A cultura periférica brasileira — representada pelo funk, rap e trap — enfrenta uma onda de ataques que vai muito além da crítica artística. Para o advogado Dr. José Estevam, especialista em direito do entretenimento, crimes digitais e liberdade de expressão, o que está em curso é uma perseguição disfarçada de moralismo, mas movida por interesses políticos e econômicos que tentam controlar o alcance e a influência desses gêneros.
“No Brasil de hoje, a hipocrisia e o revanchismo viraram armas de ataque estratégico. O alvo? O funk, o rap e o trap — gêneros que representam a voz das periferias e são a trilha sonora mais ouvida do país e do mundo”, afirma o advogado.
Segundo Estevam, os embates públicos e institucionais que envolvem artistas da música popular não têm relação real com ética ou bons costumes, mas com visibilidade e disputa de mercado.
“Esses ataques não são sobre ‘moralidade’. São uma estratégia de marketing disfarçada de pseudo-ética, usada por quem não suporta ver a cultura periférica brilhar nos holofotes que eles nunca conquistaram”, ressalta.
Para o advogado, é urgente reconhecer que o verdadeiro protagonismo cultural brasileiro não está nas grandes gravadoras nem nas instituições oficiais, mas nas favelas, quebradas e comunidades que transformaram expressão em economia.

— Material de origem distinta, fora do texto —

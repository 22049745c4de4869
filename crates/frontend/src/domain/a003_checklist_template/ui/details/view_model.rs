use contracts::domain::a003_checklist_template::{
    ChecklistItem, ChecklistItemKind, ChecklistTemplateDto, TemplateStatus,
};
use contracts::domain::common::StatusWorkflow;
use contracts::shared::validation::FieldError;
use leptos::prelude::*;
use leptos::task::spawn_local;

use crate::domain::a003_checklist_template::api;
use crate::shared::toast::{notify_error, notify_success};

#[derive(Clone, Copy)]
pub struct ChecklistTemplateDetailsViewModel {
    pub form: RwSignal<ChecklistTemplateDto>,
    pub status: RwSignal<TemplateStatus>,
    pub version: RwSignal<i32>,
    /// Пункты на момент загрузки
    pub loaded_items: RwSignal<Vec<ChecklistItem>>,
    pub error: RwSignal<Option<String>>,
    pub errors: RwSignal<Vec<FieldError>>,
    pub busy: RwSignal<bool>,
}

impl ChecklistTemplateDetailsViewModel {
    pub fn new() -> Self {
        Self {
            form: RwSignal::new(ChecklistTemplateDto::default()),
            status: RwSignal::new(TemplateStatus::Draft),
            version: RwSignal::new(1),
            loaded_items: RwSignal::new(Vec::new()),
            error: RwSignal::new(None),
            errors: RwSignal::new(Vec::new()),
            busy: RwSignal::new(false),
        }
    }

    pub fn is_edit_mode(&self) -> bool {
        self.form.with(|f| f.id.is_some())
    }

    /// Сохранение создаст новую версию (действующий шаблон, пункты изменены)
    pub fn will_create_version(&self) -> bool {
        self.status.get() == TemplateStatus::Active
            && self.form.with(|f| self.loaded_items.with(|loaded| f.items != *loaded))
    }

    pub fn load_if_needed(&self, id: Option<String>) {
        match id {
            Some(id) => self.load(id),
            None => self
                .form
                .update(|f| f.items.push(ChecklistItem::new("", ChecklistItemKind::Check))),
        }
    }

    fn load(&self, id: String) {
        let vm = *self;
        spawn_local(async move {
            match api::fetch_by_id(&id).await {
                Ok(t) => {
                    vm.status.set(t.status);
                    vm.version.set(t.version);
                    vm.loaded_items.set(t.items.clone());
                    vm.form.set(ChecklistTemplateDto::from(&t));
                }
                Err(e) => vm.error.set(Some(format!("Ошибка загрузки: {}", e))),
            }
        });
    }

    pub fn add_item(&self) {
        self.form.update(|f| add_item(&mut f.items));
    }

    pub fn item_ids(&self) -> Vec<String> {
        self.form.with(|f| f.items.iter().map(|i| i.id.clone()).collect())
    }

    /// Номер пункта (с единицы) по текущему порядку
    pub fn item_number(&self, id: &str) -> usize {
        self.form
            .with(|f| f.items.iter().position(|i| i.id == id))
            .map(|p| p + 1)
            .unwrap_or(0)
    }

    pub fn item_field<T>(&self, id: &str, read: impl FnOnce(&ChecklistItem) -> T) -> Option<T> {
        self.form.with(|f| f.items.iter().find(|i| i.id == id).map(read))
    }

    pub fn remove_item(&self, id: &str) {
        self.form.update(|f| {
            if let Some(index) = f.items.iter().position(|i| i.id == id) {
                remove_item(&mut f.items, index);
            }
        });
    }

    pub fn move_item(&self, id: &str, up: bool) {
        self.form.update(|f| {
            if let Some(index) = f.items.iter().position(|i| i.id == id) {
                move_item(&mut f.items, index, up);
            }
        });
    }

    pub fn update_item(&self, id: &str, apply: impl FnOnce(&mut ChecklistItem)) {
        self.form.update(|f| {
            if let Some(item) = f.items.iter_mut().find(|i| i.id == id) {
                apply(item);
            }
        });
    }

    /// `on_version_created` получает id новой версии, если сервер сохранил правку отдельной версией
    pub fn save_command(&self, on_saved: Callback<()>, on_version_created: Callback<String>) {
        let mut current = self.form.get_untracked();
        renumber(&mut current.items);
        let field_errors = current.validate_fields();
        if !field_errors.is_empty() {
            self.errors.set(field_errors);
            return;
        }
        self.errors.set(Vec::new());

        let vm = *self;
        vm.busy.set(true);
        spawn_local(async move {
            match api::save(&current).await {
                Ok(id) => match current.id.as_deref() {
                    Some(old) if old != id => {
                        notify_success("Изменения сохранены как новая версия шаблона");
                        on_version_created.run(id);
                        on_saved.run(());
                    }
                    _ => {
                        notify_success(format!("Шаблон «{}» сохранён", current.description.trim()));
                        on_saved.run(());
                    }
                },
                Err(e) => {
                    vm.error.set(Some(e.clone()));
                    notify_error(e);
                }
            }
            vm.busy.set(false);
        });
    }

    pub fn change_status_command(&self, next: TemplateStatus) {
        let Some(id) = self.form.with_untracked(|f| f.id.clone()) else {
            return;
        };
        let vm = *self;
        vm.busy.set(true);
        spawn_local(async move {
            match api::change_status(&id, next).await {
                Ok(t) => {
                    vm.status.set(t.status);
                    notify_success(format!("Статус шаблона: {}", t.status.label()));
                }
                Err(e) => notify_error(e),
            }
            vm.busy.set(false);
        });
    }

    pub fn new_version_command(&self, on_created: Callback<String>) {
        let Some(id) = self.form.with_untracked(|f| f.id.clone()) else {
            return;
        };
        let vm = *self;
        vm.busy.set(true);
        spawn_local(async move {
            match api::new_version(&id).await {
                Ok(new_id) => {
                    notify_success("Создан черновик новой версии");
                    on_created.run(new_id);
                }
                Err(e) => notify_error(e),
            }
            vm.busy.set(false);
        });
    }
}

impl Default for ChecklistTemplateDetailsViewModel {
    fn default() -> Self {
        Self::new()
    }
}

/// Ключ типа пункта для `<select>`
pub fn kind_key(kind: &ChecklistItemKind) -> &'static str {
    match kind {
        ChecklistItemKind::Check => "check",
        ChecklistItemKind::Measurement { .. } => "measurement",
        ChecklistItemKind::Text => "text",
    }
}

/// Смена типа; параметры замера сохраняются, если тип не меняется
pub fn kind_from_key(key: &str, previous: &ChecklistItemKind) -> ChecklistItemKind {
    match key {
        "measurement" => match previous {
            ChecklistItemKind::Measurement { .. } => previous.clone(),
            _ => ChecklistItemKind::Measurement {
                unit: String::new(),
                min: None,
                max: None,
            },
        },
        "text" => ChecklistItemKind::Text,
        _ => ChecklistItemKind::Check,
    }
}

/// Разбор границы замера: пусто значит без ограничения, запятая допустима
pub fn parse_bound(text: &str) -> Option<f64> {
    text.trim().replace(',', ".").parse::<f64>().ok()
}

fn renumber(items: &mut [ChecklistItem]) {
    for (i, item) in items.iter_mut().enumerate() {
        item.position = i as u32 + 1;
    }
}

fn add_item(items: &mut Vec<ChecklistItem>) {
    items.push(ChecklistItem::new("", ChecklistItemKind::Check));
    renumber(items);
}

fn remove_item(items: &mut Vec<ChecklistItem>, index: usize) {
    if index < items.len() {
        items.remove(index);
        renumber(items);
    }
}

fn move_item(items: &mut [ChecklistItem], index: usize, up: bool) {
    let target = if up { index.checked_sub(1) } else { Some(index + 1) };
    if let Some(target) = target.filter(|t| *t < items.len()) {
        if index < items.len() {
            items.swap(index, target);
            renumber(items);
        }
    }
}

#[cfg(test)]
mod tests {
    use super::*;

    fn items(titles: &[&str]) -> Vec<ChecklistItem> {
        let mut v: Vec<_> = titles
            .iter()
            .map(|t| ChecklistItem::new(t, ChecklistItemKind::Check))
            .collect();
        renumber(&mut v);
        v
    }

    fn titles(items: &[ChecklistItem]) -> Vec<&str> {
        items.iter().map(|i| i.title.as_str()).collect()
    }

    #[test]
    fn test_move_item_swaps_and_renumbers() {
        let mut v = items(&["a", "b", "c"]);
        move_item(&mut v, 2, true);
        assert_eq!(titles(&v), vec!["a", "c", "b"]);
        assert_eq!(v[1].position, 2);

        move_item(&mut v, 0, true);
        assert_eq!(titles(&v), vec!["a", "c", "b"]);
        move_item(&mut v, 2, false);
        assert_eq!(titles(&v), vec!["a", "c", "b"]);
    }

    #[test]
    fn test_add_and_remove() {
        let mut v = items(&["a", "b"]);
        add_item(&mut v);
        assert_eq!(v.len(), 3);
        assert_eq!(v[2].position, 3);
        remove_item(&mut v, 0);
        assert_eq!(titles(&v), vec!["b", ""]);
        assert_eq!(v[0].position, 1);
        remove_item(&mut v, 10);
        assert_eq!(v.len(), 2);
    }

    #[test]
    fn test_kind_switch_keeps_measurement_params() {
        let m = ChecklistItemKind::Measurement {
            unit: "°C".into(),
            min: Some(10.0),
            max: Some(60.0),
        };
        assert_eq!(kind_from_key("measurement", &m), m);
        assert_eq!(kind_from_key("text", &m), ChecklistItemKind::Text);
        assert_eq!(kind_key(&kind_from_key("measurement", &ChecklistItemKind::Check)), "measurement");
    }

    #[test]
    fn test_parse_bound() {
        assert_eq!(parse_bound("1,5"), Some(1.5));
        assert_eq!(parse_bound(" 40 "), Some(40.0));
        assert_eq!(parse_bound(""), None);
        assert_eq!(parse_bound("abc"), None);
    }
}
use leptos::prelude::*;

use super::context::use_auth;

/// Содержимое только для администратора
#[component]
pub fn RequireAdmin(children: ChildrenFn) -> impl IntoView {
    let (auth_state, _) = use_auth();

    view! {
        <Show
            when=move || auth_state.with(|s| s.is_admin())
            fallback=|| view! {
                <div class="alert alert--warning">"Раздел доступен только администратору"</div>
            }
        >
            {children()}
        </Show>
    }
}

“Vivemos um teatro em que a guerra de torcidas substitui os verdadeiros protagonistas: os artistas que movem a economia criativa e traduzem a alma das ruas”, destaca Estevam.
Ele lembra ainda que esses gêneros são os maiores produtos de exportação cultural do país, levando o som das periferias para o mundo e projetando o Brasil de forma inédita.

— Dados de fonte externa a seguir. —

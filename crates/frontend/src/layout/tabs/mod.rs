//! Tab management module
//!
//! Содержит:
//! - `page` - компонент TabPage для обёртки контента таба
//! - `registry` - маппинг tab.key → View (единственный источник правды)
//! - `tab_labels` - заголовки табов и ключи detail-табов

pub mod page;
pub mod registry;
pub mod tab_labels;

pub use page::TabPage;
pub use tab_labels::{detail_tab_label, pick_identifier, tab_label_for_key};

“O que eles tentam sufocar é justamente o que mais exportamos para o mundo: a cultura periférica brasileira, um dos produtos mais rentáveis e influentes da nossa história”, reforça.

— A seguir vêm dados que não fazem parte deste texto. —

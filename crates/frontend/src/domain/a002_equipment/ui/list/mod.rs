//! Список оборудования с серверной пагинацией.
//!
//! Фильтры и строка поиска уходят в query string `/api/equipment`,
//! при их изменении выборка начинается с первой страницы.

use contracts::domain::a002_equipment::{Criticality, Equipment, EquipmentStatus};
use contracts::domain::common::{AggregateId, StatusWorkflow};
use contracts::shared::filter::FilterSet;
use contracts::shared::pagination::DEFAULT_PAGE_SIZE;
use contracts::shared::selection::Selection;
use contracts::shared::table::{ColumnDef, ColumnPriority, PaginationMode};
use leptos::prelude::*;
use leptos::task::spawn_local;
use thaw::*;

use crate::domain::a002_equipment::api;
use crate::layout::global_context::AppGlobalContext;
use crate::shared::components::filter_panel::{FilterPanel, FilterSelect};
use crate::shared::components::option_select::enum_options;
use crate::shared::components::responsive_table::ResponsiveTable;
use crate::shared::components::status_badge::StatusBadge;
use crate::shared::date_utils::format_date_opt;
use crate::shared::icons::icon;
use crate::shared::lookup::factory_lookup;
use crate::shared::toast::{confirm, notify_error, notify_success};
use crate::system::auth::context::use_can_edit;

const AGGREGATE_KEY: &str = "a002_equipment";

fn columns() -> Vec<ColumnDef> {
    vec![
        ColumnDef::new("code", "Код", ColumnPriority::Secondary),
        ColumnDef::new("description", "Наименование", ColumnPriority::Title),
        ColumnDef::new("factory", "Завод", ColumnPriority::Primary),
        ColumnDef::new("category", "Категория", ColumnPriority::Primary),
        ColumnDef::new("model", "Модель", ColumnPriority::DesktopOnly),
        ColumnDef::new("location", "Место", ColumnPriority::DesktopOnly),
        ColumnDef::new("install_date", "Введено", ColumnPriority::DesktopOnly),
        ColumnDef::new("criticality", "Критичность", ColumnPriority::Secondary),
        ColumnDef::new("status", "Статус", ColumnPriority::Primary),
    ]
}

/// Параметры запроса страницы
fn page_query(filters: &FilterSet, page: usize, page_size: usize) -> Vec<(String, String)> {
    let mut pairs = filters.to_query_pairs();
    pairs.push(("page".to_string(), page.to_string()));
    pairs.push(("page_size".to_string(), page_size.to_string()));
    pairs
}

fn criticality_badge(c: Criticality) -> AnyView {
    let color = match c {
        Criticality::Low => BadgeColor::Informative,
        Criticality::Medium => BadgeColor::Warning,
        Criticality::High => BadgeColor::Danger,
    };
    view! { <Badge appearance=BadgeAppearance::Outline color=color>{c.label()}</Badge> }.into_any()
}

#[component]
pub fn EquipmentList() -> impl IntoView {
    let ctx = use_context::<AppGlobalContext>().expect("AppGlobalContext not found");
    let can_edit = use_can_edit();
    let factories = factory_lookup();

    let items = RwSignal::new(Vec::<Equipment>::new());
    let total = RwSignal::new(0usize);
    let total_pages = RwSignal::new(1usize);
    let filters = RwSignal::new(FilterSet::new());
    let selection = RwSignal::new(Selection::new());
    let page = RwSignal::new(0usize);
    let page_size = RwSignal::new(DEFAULT_PAGE_SIZE);
    let loading = RwSignal::new(false);
    let error = RwSignal::new(Option::<String>::None);

    let load = move || {
        let pairs = filters.with_untracked(|f| {
            page_query(f, page.get_untracked(), page_size.get_untracked())
        });
        loading.set(true);
        spawn_local(async move {
            match api::fetch_page(&pairs).await {
                Ok(resp) => {
                    total.set(resp.total);
                    total_pages.set(resp.total_pages);
                    if resp.page != page.get_untracked() {
                        page.set(resp.page);
                    }
                    items.set(resp.items);
                    error.set(None);
                }
                Err(e) => error.set(Some(e)),
            }
            loading.set(false);
        });
    };

    // Смена фильтров возвращает на первую страницу
    Effect::new(move |prev: Option<FilterSet>| {
        let current = filters.get();
        if prev.is_some_and(|p| p != current) {
            page.set(0);
            selection.update(|s| s.clear());
        }
        current
    });

    Effect::new(move |_| {
        filters.track();
        page.track();
        page_size.track();
        if ctx.active.get().as_deref() == Some(AGGREGATE_KEY) {
            load();
        }
    });

    let delete_selected = move || {
        let ids = selection.with_untracked(|s| s.ids());
        if ids.is_empty() || !confirm(&format!("Удалить выбранное оборудование? Количество: {}", ids.len())) {
            return;
        }
        spawn_local(async move {
            let mut failed = 0;
            for id in &ids {
                if let Err(e) = api::remove(id).await {
                    log::warn!("delete equipment {}: {}", id, e);
                    failed += 1;
                }
            }
            if failed > 0 {
                notify_error(format!("Не удалось удалить: {}", failed));
            } else {
                notify_success(format!("Удалено: {}", ids.len()));
            }
            selection.update(|s| s.clear());
            load();
        });
    };

    let test_data = move || {
        spawn_local(async move {
            match api::create_test_data().await {
                Ok(()) => {
                    notify_success("Тестовое оборудование создано");
                    load();
                }
                Err(e) => notify_error(e),
            }
        });
    };

    let render_cell = Callback::new(move |(e, key): (Equipment, String)| match key.as_str() {
        "code" => e.base.code.into_any(),
        "description" => view! { <strong>{e.base.description}</strong> }.into_any(),
        "factory" => factories.with(|l| l.name(&e.factory_id)).into_any(),
        "category" => e.category.into_any(),
        "model" => format!("{} {}", e.manufacturer, e.model).trim().to_string().into_any(),
        "location" => e.location.into_any(),
        "install_date" => format_date_opt(e.install_date.as_ref()).into_any(),
        "criticality" => criticality_badge(e.criticality),
        "status" => view! { <StatusBadge status=e.status/> }.into_any(),
        _ => ().into_any(),
    });

    let factory_options = Signal::derive(move || factories.with(|l| l.options()));
    let status_options = Signal::derive(|| {
        enum_options(EquipmentStatus::all(), EquipmentStatus::as_str, EquipmentStatus::label)
    });

    view! {
        <div class="page">
            <div class="page__header">
                <div class="page__header-left">
                    {icon("equipment")}
                    <h1 class="page__title">"Оборудование"</h1>
                </div>
                <div class="page__header-right">
                    <Button
                        appearance=ButtonAppearance::Primary
                        disabled=Signal::derive(move || !can_edit.get())
                        on_click=move |_| ctx.open_detail(AGGREGATE_KEY, None, "")
                    >
                        {icon("plus")}" Добавить"
                    </Button>
                    <Button appearance=ButtonAppearance::Secondary on_click=move |_| load()>
                        {icon("refresh")}" Обновить"
                    </Button>
                    <Button
                        appearance=ButtonAppearance::Secondary
                        disabled=Signal::derive(move || !can_edit.get() || selection.with(|s| s.is_empty()))
                        on_click=move |_| delete_selected()
                    >
                        {icon("delete")}
                        {move || format!(" Удалить ({})", selection.with(|s| s.len()))}
                    </Button>
                    <Button
                        appearance=ButtonAppearance::Subtle
                        disabled=Signal::derive(move || !can_edit.get())
                        on_click=move |_| test_data()
                    >
                        "Тестовые данные"
                    </Button>
                </div>
            </div>

            <div class="page__content">
                {move || error.get().map(|e| view! { <div class="alert alert--error">{e}</div> })}

                <FilterPanel filters=filters search_placeholder="Код, наименование, модель, серийный номер">
                    <FilterSelect filters=filters field="factory_id" label="Завод" options=factory_options/>
                    <FilterSelect filters=filters field="status" label="Статус" options=status_options/>
                </FilterPanel>

                <ResponsiveTable
                    columns=columns()
                    rows=items
                    row_id=Callback::new(|e: Equipment| e.base.id.as_string())
                    render_cell=render_cell
                    pagination=Signal::derive(move || PaginationMode::Server {
                        total_pages: total_pages.get(),
                        page_size: page_size.get(),
                    })
                    page=page
                    on_page_size_change=Callback::new(move |size| {
                        page.set(0);
                        page_size.set(size);
                    })
                    total_count=total
                    selection=selection
                    on_row_click=Callback::new(move |e: Equipment| {
                        ctx.open_detail(AGGREGATE_KEY, Some(&e.to_string_id()), &e.base.code)
                    })
                    loading=loading
                    empty_text="Оборудование не найдено"
                />
            </div>
        </div>
    }
}

#[cfg(test)]
mod tests {
    use super::*;

    #[test]
    fn test_page_query_includes_filters_and_paging() {
        let mut filters = FilterSet::new();
        filters.set("status", "active", "Статус: В работе");
        filters.set_search("насос");
        let pairs = page_query(&filters, 2, 50);
        assert!(pairs.contains(&("status".to_string(), "active".to_string())));
        assert!(pairs.contains(&("q".to_string(), "насос".to_string())));
        assert!(pairs.contains(&("page".to_string(), "2".to_string())));
        assert!(pairs.contains(&("page_size".to_string(), "50".to_string())));
    }
}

Para o especialista, a verdadeira revolução cultural brasileira não nasce dos palcos oficiais, mas das vozes que ecoam das favelas e quebradas, que já conquistaram respeito e aplausos internacionais.
“A revolução cultural não está nas salas de concerto, mas nos becos, nas ruas e nos palcos improvisados das comunidades. É ali que nasce a força que move o Brasil”, conclui.